If this one’s regularly
assigned to Georgetown, our paths will cross again. I’ll obtain his name
tonight or tomorrow from the Inn’s book and then have the Consulate staff investigate
.
He looks too
sharp to be assigned to a dull post like this

unless he’s being punished for some indiscretion
. Ignatieff grinned.
Then again, he could be in command of this
‘Liaison Office,’ whatever that is… No matter, I’ll know all about this big Englishman
within a week.
       Although he had no idea who the man was---and certainly wasn’t on guard for signs of Russian espionage---Bratton had of course sized up the wiry yet broad shouldered, black-haired, athletic-looking man with the eye patch who kept to himself, uttering as few words as possible in an Eastern European accent as yet unidentifiable.
He’s definitely
a traveler
, Harry thought.
Question is: which way is he
headed?
Bratton, who hated to eat at a table alone, had finally ordered at the bar. His steak medallions in a red wine sauce were surprisingly good for a country inn in the middle of nowhere. Then again, except for some hard bread and cheese washed down with lukewarm tea from his canteen, taken during a noontime break to feed and water his horse, he hadn’t eaten since dining with Burr the previous evening.
      That meal, or rather, the conversation, was more on the Captain’s mind than was the identity of the one-eyed traveler. Burr had proven a fascinating dining companion, a gentleman of impeccable manners who was as good a listener as a conversationalist.
     The old man had reminisced about first meeting Jackson back in the ‘90s, when Burr had been a Senator from New York and the future G-G came to Philadelphia as Tennessee’s first delegate to Congress. He had been---or so it seemed---remarkably candid about the Western adventures that had landed him under arrest on the infamous treason charge. “‘Old Hickory’ was eager to testify but we didn’t need him,” Burr said. “It all boiled down to what legally and constitutionally constitutes treason, according to John Marshall, who presided in his role as chief judge of the Dominion circuit court that included Virginia. Jefferson simply had no proof that I planned, indicated or tried to separate our then-Southwestern lands from the Dominion to set up another country. One to also include lands then belonging to France!”
      Burr was also willing to comment on more current events:

     “...those idiots in South Carolina.

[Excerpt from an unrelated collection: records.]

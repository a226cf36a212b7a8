//! Backend abstraction layer
//!
//! Provides the capability traits every device backend implements, plus a
//! headless implementation that emulates the supported backends in memory.

pub mod headless;
pub mod shader;
pub mod traits;
pub mod types;

pub use headless::{DrawCall, HeadlessContext, HeadlessFactory, RecordedCommand};
pub use traits::*;
pub use types::*;
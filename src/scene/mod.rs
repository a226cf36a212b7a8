//! Scene support: camera, light, transforms and bounding volumes

mod bounds;
mod camera;
mod light;
mod transform;

pub use bounds::*;
pub use camera::*;
pub use light::*;
pub use transform::*;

Jackson was right to send in the Coastal Guard. Should have sent Scott down with a couple good regiments, too…

    “I’m afraid of this Bank business; Andy has a blind spot when it comes to economics! You kill the Bank and I think all this prosperity we’re enjoying now could dry up soon enough. All these ‘little’ banks he wants to replace it with! Isn’t it easier and more sensible to regulate the actions of one Dominion Bank than try to keep hundreds of little ones on the straight and narrow?”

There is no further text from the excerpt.